上阕是将旗女与“人间”的女子群体作对比,此旗女在人群中一出现,就觉得其他女子不堪与比,黯然失色了,因为那种源自天然的窈窕身姿和嫣然之貌,是如此的清新脱俗。这一层对比其实已经将旗女之美拔出在众女之上。“通一顾”即仔细看一遍的意思。陈师道《小放歌行》诗云:“春风永巷闭娉婷,长使青楼误得名。不惜卷帘通一顾,怕君着眼未分明。”这首诗素被视为是陈师道以娉婷美女自喻高才,大概要尽力展现自己的才能,所以才“不惜卷帘通一顾”了,目的是让“君”看分明。王国维当然不一定就是这个意思了。陈师道诗之“通一顾”乃自炫之意,王国维词之“通一顾”不过是为了与人间的美女更多地进行比较的意思。尤其值得注意的是,“颜色”本身就是形容有姿色的女子,如白居易《长恨歌》说:“回眸一笑百媚生,六宫粉黛无颜色。”人间这些平常看来颇有姿色的女子,在此旗女的映照下,也不免相形见绌,可见此旗女的美确实不同凡响。
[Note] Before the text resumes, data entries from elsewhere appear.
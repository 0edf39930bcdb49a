pub mod config;
pub mod error;
pub mod state;
pub mod summary;
//! # pcm-record-cpal
//!
//! Cross-platform microphone backend for pcm-record-kit.
//!
//! Provides:
//! - `CpalMicDevice`: default-microphone capture via cpal, adapting
//!   cpal's callback delivery to the core's blocking `CaptureDevice`
//!   read contract
//! - `ByteRing`: circular byte buffer between the audio callback and
//!   the blocking reader
//!
//! ## Usage
//! ```ignore
//! use pcm_record_core::{Recorder, RecordConfig, StartRequest};
//! use pcm_record_cpal::CpalMicDevice;
//!
//! let mut recorder = Recorder::new();
//! recorder.start(
//!     StartRequest {
//!         config: RecordConfig::default(),
//!         audio_path: "/data/capture/session.pcm".into(),
//!         timestamp_path: "/data/capture/session.ts".into(),
//!     },
//!     CpalMicDevice::new(),
//! )?;
//! ```

pub mod mic;
pub mod ring;

pub use mic::CpalMicDevice;
pub use ring::ByteRing;
use std::io;
use std::path::PathBuf;
use thiserror::Error;

/// Every failure the rename pipeline can hit. All of them end the process.
#[derive(Debug, Error)]
pub enum PreifyError {
    #[error("File \"{}\" does not exist", path.display())]
    NotFound { path: PathBuf },

    #[error("{context} '{}': {source}", path.display())]
    Io {
        context: &'static str,
        path: PathBuf,
        #[source]
        source: io::Error,
    },

    #[error("error while renaming '{}' to '{}': {source}", from.display(), to.display())]
    Rename {
        from: PathBuf,
        to: PathBuf,
        #[source]
        source: io::Error,
    },

    #[error("cannot rename to '{}': destination already exists", path.display())]
    DestinationExists { path: PathBuf },
}

impl PreifyError {
    pub(crate) fn io(context: &'static str, path: impl Into<PathBuf>, source: io::Error) -> Self {
        Self::Io {
            context,
            path: path.into(),
            source,
        }
    }
}

pub type Result<T> = std::result::Result<T, PreifyError>;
下阕则将燕姬与吴娘进行地域性的对比。燕姬就是北方美女的意思,《古诗十九首》即有“燕赵多佳人”之句。而吴娘一般指江南尤其是苏州一带的女子。王国维此词虽然作于北京,但也是从苏州离开不久,故吴娘之美自是尚在印象之中。苏州女子以善舞出名,白居易《忆江南》有“吴娃双舞醉芙蓉”之句,极力形容吴地女子的舞姿之美。舞者多细腰,此细腰往往非天然长成,而是因舞蹈之需刻意训练而成,故此细腰多失自然之美。《韩非子》即有“楚灵王好细腰,而国中多饿人”之说,可见此细腰背后其实饱含着心酸。且吴娃双舞,多因酒宴助兴而起,为取悦客人,自是极力表演。而一旦与“表演”有了关系,“天然”的韵味便不能不受到遏制。王国维《留园玉兰花》也有“窈窕吴娘自矜许,却来花底羞无语”之句,这种“矜许”自然有失天然了。所以客人虽或因一时之兴,曾当吴娘面夸其舞艺精湛,而吴娘遂因之更加卖力,浑然忘却“天然”之美实远在表演之上。
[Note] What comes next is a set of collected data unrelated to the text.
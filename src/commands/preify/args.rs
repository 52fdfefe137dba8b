use crate::logging::LogLevel;
use clap::Parser;
use std::path::PathBuf;

#[derive(Parser, Debug)]
#[command(name = "preify", version)]
#[command(
    about = "Apply a suffix to the given file or folder with the date in it so the same folder can be archived more than once into the same archive",
    long_about = None
)]
pub struct Args {
    /// Include the time in the filename
    #[arg(short = 't', long = "include-time")]
    pub include_time: bool,

    /// Use the file's modification time instead of the current time
    #[arg(short = 'm', long = "mod-time")]
    pub mod_time: bool,

    /// Set the logging level
    #[arg(short = 'L', long = "log-level", value_enum, default_value_t = LogLevel::Warn)]
    pub log_level: LogLevel,

    /// Only print the result
    #[arg(short = 'p', long = "print-only")]
    pub print_only: bool,

    /// Filename to "preify"
    pub filename: PathBuf,
}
“除却天然,欲赠浑无语”乃是对此旗女的点睛之笔。为了突出“天然”二字,王国维真是用尽笔墨,在铺张中强化,在强化中点题,将一个长相出众、身姿绰约修长、笑容嫣嫣、步履大方的北方旗女形象塑造出来。这样健康、自然、大方的女性形象,在诗词中其实是并不多见的。刘季英和王国维固然是因一时之兴而作,或不无雅谑之意,但客观上呈现出来的这一种女性美却也一新耳目。
如果仅从字面上勘察这首《蝶恋花》,上面的分析自是切合本事、圆融自如的。刘季英或许只是欣赏旗女本身之美,故其拈出二句,也只在身姿体态的描写上。而王国维不仅用对比的手法将此旗女之美予以强化,更以“天然”二字涵括这种美之特质,则说此词在一定程度上反映了王国维的审美观,当然是合乎情理的。陈永正说:“本词也可以作一篇词论读。”(《王国维诗词全编校注》)叶嘉莹认为此词通篇都具有象喻的潜能,“很可能是王氏将自己的为人修养与论词之见解的两种抽象情思化为具象之表达的‘造境’之作”(叶嘉莹、安易《王国维词新释辑评》)。而在我看来,这首词未必句句象喻,也不止是一篇词论,而完全可以视为在审美观念上以“天然”为旨归的一篇文学通论。参诸王国维其他论诗词曲之语,都可以得到充分的证明。
王国维对自然美的推崇之情可见乎词。他在《宋元戏曲考》中曾将元曲视为“中国最自然之文学”,又说:“古今之大文学,无不以自然胜,而莫著于元曲。”可见,“自然”乃是王国维对文学经典的一种基本认知。元曲“自然”品格的形成正因为那些作者在创作杂剧时,并非要以之求得名誉,也没有如司马迁一样要将作品“藏之名山,传之后人”(《报任安书》),以获后世之共鸣。“彼以意兴之所至为之,以自娱娱人”,乘兴而作,是他们笔下文字自然真实、活泼有致的原因所在。如《蝶恋花》中之旗女天足大步,即非邀人之赏,而是一种乘兴的姿态,故深得王国维欣赏。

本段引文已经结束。